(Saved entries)
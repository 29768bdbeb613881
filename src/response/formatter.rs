//! Persona-aware response formatting.
//!
//! Projects (intent, data, insights) onto the shape a persona expects. Every
//! shape is a pure read of its inputs.

use serde::{Deserialize, Serialize};
use serde_json::{Map, Value};

use crate::metrics::get_metrics;
use crate::query::QueryIntent;
use crate::utils::humanize;

use super::persona::Persona;

pub const NO_DATA_HEADLINE: &str = "No data found";
pub const NO_ISSUES_SITUATION: &str = "No issues detected";
pub const CASUAL_PLACEHOLDER: &str = "Let me look into that...";
pub const CASUAL_NEXT_QUESTION: &str = "Want to know more about anything?";
pub const EXECUTIVE_FOLLOW_UPS: [&str; 3] = [
    "Want specific numbers?",
    "See the breakdown?",
    "How does this compare?",
];

// ============================================================================
// Response Shapes
// ============================================================================

/// Headline with optional drill-down.
#[derive(Debug, Clone, PartialEq, Serialize, Deserialize)]
pub struct ExecutiveBrief {
    pub headline: String,
    pub key_metric: Value,
    pub trend: Value,
    pub drill_down_available: bool,
    pub follow_ups: Vec<String>,
}

/// Numbers, method and supporting detail.
#[derive(Debug, Clone, PartialEq, Serialize, Deserialize)]
pub struct AnalystReport {
    pub summary: String,
    pub detailed_data: Value,
    pub methodology: String,
    pub confidence: f64,
    pub reasoning: String,
    pub supporting_insights: Vec<String>,
}

/// Situation, causes, actions.
#[derive(Debug, Clone, PartialEq, Serialize, Deserialize)]
pub struct ManagerBrief {
    pub situation: String,
    pub root_causes: Vec<String>,
    pub recommended_actions: Value,
    pub success_metrics: Value,
}

/// Plain-language reply.
#[derive(Debug, Clone, PartialEq, Serialize, Deserialize)]
pub struct CasualReply {
    pub message: String,
    pub highlights: Vec<String>,
    pub next_question: String,
    pub simple_summary: String,
}

/// A response shaped for one persona.
#[derive(Debug, Clone, PartialEq, Serialize, Deserialize)]
#[serde(tag = "persona", rename_all = "snake_case")]
pub enum FormattedResponse {
    Executive(ExecutiveBrief),
    Analyst(AnalystReport),
    Manager(ManagerBrief),
    Casual(CasualReply),
}

impl FormattedResponse {
    pub fn persona(&self) -> Persona {
        match self {
            Self::Executive(_) => Persona::Executive,
            Self::Analyst(_) => Persona::Analyst,
            Self::Manager(_) => Persona::Manager,
            Self::Casual(_) => Persona::Casual,
        }
    }

    /// The response as a JSON mapping, including the `persona` tag.
    pub fn to_value(&self) -> Value {
        serde_json::to_value(self).unwrap_or(Value::Null)
    }
}

// ============================================================================
// Formatter
// ============================================================================

/// Shapes query results for presentation.
pub struct ResponseFormatter;

impl ResponseFormatter {
    /// Format for a persona given as free text; unknown tags get the casual shape.
    pub fn format_for_user(
        intent: &QueryIntent,
        data: &Map<String, Value>,
        insights: &[String],
        persona: &str,
    ) -> FormattedResponse {
        Self::format(intent, data, insights, Persona::parse(persona))
    }

    /// Format for a known persona.
    pub fn format(
        intent: &QueryIntent,
        data: &Map<String, Value>,
        insights: &[String],
        persona: Persona,
    ) -> FormattedResponse {
        get_metrics().record_response(persona);
        match persona {
            Persona::Executive => FormattedResponse::Executive(Self::executive(data, insights)),
            Persona::Analyst => FormattedResponse::Analyst(Self::analyst(intent, data, insights)),
            Persona::Manager => FormattedResponse::Manager(Self::manager(data, insights)),
            Persona::Casual => FormattedResponse::Casual(Self::casual(data, insights)),
        }
    }

    fn executive(data: &Map<String, Value>, insights: &[String]) -> ExecutiveBrief {
        ExecutiveBrief {
            headline: first_or(insights, NO_DATA_HEADLINE),
            key_metric: field(data, "primary_value"),
            trend: field(data, "trend_direction"),
            drill_down_available: insights.len() > 1,
            follow_ups: EXECUTIVE_FOLLOW_UPS.iter().map(|s| (*s).to_string()).collect(),
        }
    }

    fn analyst(
        intent: &QueryIntent,
        data: &Map<String, Value>,
        insights: &[String],
    ) -> AnalystReport {
        AnalystReport {
            summary: first_or(insights, NO_DATA_HEADLINE),
            detailed_data: field(data, "full_dataset"),
            methodology: format!("Analyzed {} records", record_count(data)),
            confidence: intent.confidence,
            reasoning: intent.reasoning.clone(),
            supporting_insights: insights.iter().skip(1).cloned().collect(),
        }
    }

    fn manager(data: &Map<String, Value>, insights: &[String]) -> ManagerBrief {
        ManagerBrief {
            situation: first_or(insights, NO_ISSUES_SITUATION),
            root_causes: insights.iter().skip(1).take(2).cloned().collect(),
            recommended_actions: data
                .get("recommendations")
                .cloned()
                .unwrap_or_else(|| Value::Array(Vec::new())),
            success_metrics: field(data, "success_metrics"),
        }
    }

    fn casual(data: &Map<String, Value>, insights: &[String]) -> CasualReply {
        CasualReply {
            message: insights
                .first()
                .map(|i| humanize(i))
                .unwrap_or_else(|| CASUAL_PLACEHOLDER.to_string()),
            highlights: insights.iter().skip(1).take(2).map(|i| humanize(i)).collect(),
            next_question: CASUAL_NEXT_QUESTION.to_string(),
            simple_summary: format!("Analyzed {} data points", record_count(data)),
        }
    }
}

// ============================================================================
// Helpers
// ============================================================================

fn first_or(insights: &[String], fallback: &str) -> String {
    insights
        .first()
        .cloned()
        .unwrap_or_else(|| fallback.to_string())
}

fn field(data: &Map<String, Value>, key: &str) -> Value {
    data.get(key).cloned().unwrap_or(Value::Null)
}

/// `record_count` rendered for a sentence; 0 when absent or null.
fn record_count(data: &Map<String, Value>) -> String {
    match data.get("record_count") {
        None | Some(Value::Null) => "0".to_string(),
        Some(Value::String(s)) => s.clone(),
        Some(other) => other.to_string(),
    }
}

// ============================================================================
// Tests
// ============================================================================
//! Configuration settings for Review Lens.

use crate::error::{ConfigError, Result};
use crate::query::{ConfidenceFloor, DEFAULT_CONTEXT_CAPACITY, LOW_CONFIDENCE_THRESHOLD};
use crate::response::Persona;
use serde::{Deserialize, Serialize};
use std::path::{Path, PathBuf};

/// Main configuration structure.
#[derive(Debug, Clone, Default, PartialEq, Serialize, Deserialize)]
#[serde(default)]
pub struct Config {
    pub interpreter: InterpreterConfig,
    pub formatter: FormatterConfig,
    pub store: StoreConfig,
}

impl Config {
    /// Load configuration from a TOML file.
    pub fn from_file(path: impl AsRef<Path>) -> Result<Self> {
        let content = std::fs::read_to_string(path.as_ref()).map_err(ConfigError::ReadFile)?;
        Self::from_str(&content)
    }

    /// Parse configuration from a TOML string.
    #[allow(clippy::should_implement_trait)]
    pub fn from_str(content: &str) -> Result<Self> {
        let config: Config = toml::from_str(content).map_err(ConfigError::Parse)?;
        config.validate()?;
        Ok(config)
    }

    /// Load configuration from default locations or use defaults.
    pub fn load() -> Result<Self> {
        let config_paths = [
            // Current directory
            PathBuf::from("review-lens.toml"),
            PathBuf::from("config.toml"),
            // User config directory
            dirs::config_dir()
                .map(|p| p.join("review-lens/config.toml"))
                .unwrap_or_default(),
        ];

        for path in &config_paths {
            if path.is_file() {
                tracing::info!("Loading config from: {}", path.display());
                return Self::from_file(path);
            }
        }

        tracing::info!("No config file found, using defaults");
        Ok(Config::default())
    }

    /// Validate the configuration.
    fn validate(&self) -> Result<()> {
        if self.interpreter.context_capacity == 0 {
            return Err(
                ConfigError::Invalid("interpreter.context_capacity must be > 0".to_string()).into(),
            );
        }

        let threshold = self.interpreter.low_confidence_threshold;
        if !(0.0..=1.0).contains(&threshold) {
            return Err(ConfigError::Invalid(format!(
                "interpreter.low_confidence_threshold must be within 0..=1, got {}",
                threshold
            ))
            .into());
        }

        if let Some(ref path) = self.store.data_path {
            if path.trim().is_empty() {
                return Err(ConfigError::Invalid("store.data_path is empty".to_string()).into());
            }
        }

        Ok(())
    }

    /// The review data file with a leading `~` expanded, if configured.
    pub fn data_path(&self) -> Option<PathBuf> {
        self.store.data_path.as_deref().map(expand_tilde)
    }
}

/// Expand a leading `~` to the home directory.
fn expand_tilde(path: &str) -> PathBuf {
    if path == "~" {
        if let Some(home) = dirs::home_dir() {
            return home;
        }
    } else if let Some(rest) = path.strip_prefix("~/") {
        if let Some(home) = dirs::home_dir() {
            return home.join(rest);
        }
    }
    PathBuf::from(path)
}

/// Interpreter configuration.
#[derive(Debug, Clone, PartialEq, Serialize, Deserialize)]
#[serde(default)]
pub struct InterpreterConfig {
    /// Maximum number of intents kept in a conversation context
    pub context_capacity: usize,
    /// Whether confidence is clamped at zero
    pub confidence_floor: ConfidenceFloor,
    /// Confidence below which the executor warns and offers suggestions
    pub low_confidence_threshold: f64,
}

impl Default for InterpreterConfig {
    fn default() -> Self {
        Self {
            context_capacity: DEFAULT_CONTEXT_CAPACITY,
            confidence_floor: ConfidenceFloor::default(),
            low_confidence_threshold: LOW_CONFIDENCE_THRESHOLD,
        }
    }
}

/// Formatter configuration.
#[derive(Debug, Clone, Default, PartialEq, Serialize, Deserialize)]
#[serde(default)]
pub struct FormatterConfig {
    /// Persona used when a request names none
    pub default_persona: Persona,
}

/// Review store configuration.
#[derive(Debug, Clone, Default, PartialEq, Serialize, Deserialize)]
#[serde(default)]
pub struct StoreConfig {
    /// JSON array of review records; the built-in demo data is used when unset
    #[serde(skip_serializing_if = "Option::is_none")]
    pub data_path: Option<String>,
}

_Your objective:_ Given the records above, restate word for word only the lines starting at the one with "fn executive(data: &Map<String, Value>, insights: &[String])" and ending at the one with "drill_down_available: insights.len() >".

_Problem solution:_
    fn executive(data: &Map<String, Value>, insights: &[String]) -> ExecutiveBrief {
        ExecutiveBrief {
            headline: first_or(insights, NO_DATA_HEADLINE),
            key_metric: field(data, "primary_value"),
            trend: field(data, "trend_direction"),
            drill_down_available: insights.len() > 1,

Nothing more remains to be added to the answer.